Int Cancer Conf J. 2022 Mar 29;11(3):188-195. doi: 10.1007/s13691-022-00545-y. eCollection 2022 Jul.

Abstract

Recently, the number of reports describing patients with initially unresectable biliary tract cancer (BTC) who underwent resection in the form of conversion surgery is increasing. Gemcitabine plus cisplatin (GC) combination therapy has been reported to significantly prolong the median survival time from 8.1 to 11.7 months compared with conventional gemcitabine therapy in patients with unresectable BTC. We report the case of a patient with unresectable BTC who underwent conversion surgery with a partial response to GC combination therapy. A 78-year-old woman was diagnosed with unresectable BTC with invasion of the right hepatic artery by lymph node metastasis and liver metastases. The patient received GC combination therapy. After 6 cycles of chemotherapy, the patient achieved a partial response. The radiological findings revealed a marked shrinkage in the primary lesion and the disappearance of lymph node and liver metastases. Therefore, the patient underwent conversion surgery, including biliary tract resection and regional lymph node dissection.
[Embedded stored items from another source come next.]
//! Per-operation contracts.
//!
//! Each supported operation is a zero-sized marker type implementing
//! [`OperationContract`]. The dispatcher is generic over the contract, so the
//! wire path (encode, send, decode) is written once and the per-operation
//! rules live here as two explicit steps:
//!
//! - [`OperationContract::validate`] runs before anything is sent. A request
//!   that fails it never reaches the transport.
//! - [`OperationContract::finish`] post-processes a decoded response.

mod batch;
mod read;
mod table;
mod write;

use std::collections::HashMap;

use dynawire_model::types::{Condition, ConditionalOperator, ExpectedAttributeValue};
use dynawire_model::{AttributeValue, DynamoDBOperation, Item, Key, TableSchema};
use serde::Serialize;
use serde::de::DeserializeOwned;

use crate::error::{ClientError, invalid};

pub use batch::{BatchGetItem, BatchWriteItem, MAX_BATCH_GET_KEYS, MAX_BATCH_WRITE_REQUESTS};
pub use read::{GetItem, Query, Scan};
pub use table::{CreateTable, DeleteTable, DescribeTable, ListTables, UpdateTable};
pub use write::{DeleteItem, PutItem, UpdateItem};

/// What a contract may consult while validating.
#[derive(Debug, Clone, Copy)]
pub struct ContractContext<'a> {
    schemas: &'a HashMap<String, TableSchema>,
}

impl<'a> ContractContext<'a> {
    /// A context over the registered table schemas.
    #[must_use]
    pub fn new(schemas: &'a HashMap<String, TableSchema>) -> Self {
        Self { schemas }
    }

    /// The registered schema for `table_name`, if any.
    #[must_use]
    pub fn schema(&self, table_name: &str) -> Option<&'a TableSchema> {
        self.schemas.get(table_name)
    }
}

/// The typed contract of one operation.
pub trait OperationContract {
    /// The operation, which names the `X-Amz-Target`.
    const OPERATION: DynamoDBOperation;

    /// The request shape.
    type Input: Serialize + Send + Sync;

    /// The response shape.
    type Output: DeserializeOwned + Send;

    /// Check the request before it is sent.
    fn validate(input: &Self::Input, ctx: &ContractContext<'_>) -> Result<(), ClientError>;

    /// Post-process a successfully decoded response.
    fn finish(input: &Self::Input, output: Self::Output) -> Result<Self::Output, ClientError> {
        let _ = input;
        Ok(output)
    }
}

// ---------------------------------------------------------------------------
// Shared checks
// ---------------------------------------------------------------------------

fn check_table_name(table_name: &str) -> Result<(), ClientError> {
    if table_name.is_empty() {
        return Err(invalid("TableName must not be empty"));
    }
    Ok(())
}

/// A key must be non-empty, hold only S/N/B values and, when the table
/// schema is registered, name exactly the key attributes.
fn check_key(key: &Key, table_name: &str, ctx: &ContractContext<'_>) -> Result<(), ClientError> {
    if key.is_empty() {
        return Err(invalid(format!("key for table {table_name} must not be empty")));
    }
    for (name, value) in key {
        if !value.is_key_scalar() {
            return Err(invalid(format!(
                "key attribute {name} must be S, N or B, got {}",
                value.type_descriptor()
            )));
        }
        value.validate()?;
    }
    if let Some(schema) = ctx.schema(table_name) {
        if !schema.key_schema.matches_key(key) {
            return Err(invalid(format!("key does not match the key schema of table {table_name}")));
        }
    }
    Ok(())
}

/// An item to write must be non-empty, hold valid values and, when the
/// table schema is registered, carry scalar key attributes.
fn check_item(item: &Item, table_name: &str, ctx: &ContractContext<'_>) -> Result<(), ClientError> {
    if item.is_empty() {
        return Err(invalid(format!("item for table {table_name} must not be empty")));
    }
    for value in item.values() {
        value.validate()?;
    }
    if let Some(schema) = ctx.schema(table_name) {
        let key = schema.key_schema.project(item).ok_or_else(|| {
            invalid(format!("item is missing key attributes of table {table_name}"))
        })?;
        if let Some((name, value)) = key.iter().find(|(_, v)| !v.is_key_scalar()) {
            return Err(invalid(format!(
                "key attribute {name} must be S, N or B, got {}",
                value.type_descriptor()
            )));
        }
    }
    Ok(())
}

fn check_values(values: &HashMap<String, AttributeValue>) -> Result<(), ClientError> {
    for value in values.values() {
        value.validate()?;
    }
    Ok(())
}

/// Legacy `Expected` against `ConditionExpression`, plus operator presence.
fn check_expected(
    expected: &HashMap<String, ExpectedAttributeValue>,
    condition_expression: Option<&str>,
    conditional_operator: Option<ConditionalOperator>,
) -> Result<(), ClientError> {
    if !expected.is_empty() && condition_expression.is_some() {
        return Err(invalid("Expected and ConditionExpression cannot be used together"));
    }
    if conditional_operator.is_some() && expected.is_empty() {
        return Err(invalid("ConditionalOperator requires Expected"));
    }
    for (name, entry) in expected {
        entry.validate(name)?;
    }
    Ok(())
}

/// Legacy filter conditions against `FilterExpression`.
fn check_filter(
    filter: &HashMap<String, Condition>,
    filter_field: &str,
    filter_expression: Option<&str>,
    conditional_operator: Option<ConditionalOperator>,
) -> Result<(), ClientError> {
    if !filter.is_empty() && filter_expression.is_some() {
        return Err(invalid(format!(
            "{filter_field} and FilterExpression cannot be used together"
        )));
    }
    if conditional_operator.is_some() && filter.is_empty() {
        return Err(invalid(format!("ConditionalOperator requires {filter_field}")));
    }
    for condition in filter.values() {
        condition.validate()?;
    }
    Ok(())
}

fn check_projection(
    attributes_to_get: &[String],
    projection_expression: Option<&str>,
) -> Result<(), ClientError> {
    if !attributes_to_get.is_empty() && projection_expression.is_some() {
        return Err(invalid(
            "AttributesToGet and ProjectionExpression cannot be used together",
        ));
    }
    Ok(())
}

fn check_limit(limit: Option<i32>) -> Result<(), ClientError> {
    match limit {
        Some(n) if n < 1 => Err(invalid(format!("Limit must be at least 1, got {n}"))),
        _ => Ok(()),
    }
}

/// Global secondary indexes are eventually consistent only.
fn check_consistent_read(
    table_name: &str,
    index_name: Option<&str>,
    consistent_read: Option<bool>,
    ctx: &ContractContext<'_>,
) -> Result<(), ClientError> {
    let (Some(true), Some(index)) = (consistent_read, index_name) else {
        return Ok(());
    };
    if ctx
        .schema(table_name)
        .is_some_and(|schema| schema.is_global_index(index))
    {
        return Err(invalid(format!(
            "consistent reads are not supported on global secondary index {index}"
        )));
    }
    Ok(())
}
For postoperative follow-up, the patient was monitored without receiving adjuvant chemotherapy. The patient had not exhibited recurrence during the 12-month follow-up period. We report the case of a patient with unresectable BTC who underwent conversion surgery with a partial response to GC combination therapy.

Keywords: Biliary tract cancer; Cholangiocarcinoma; Conversion surgery; Gemcitabine plus cisplatin; Spyglass.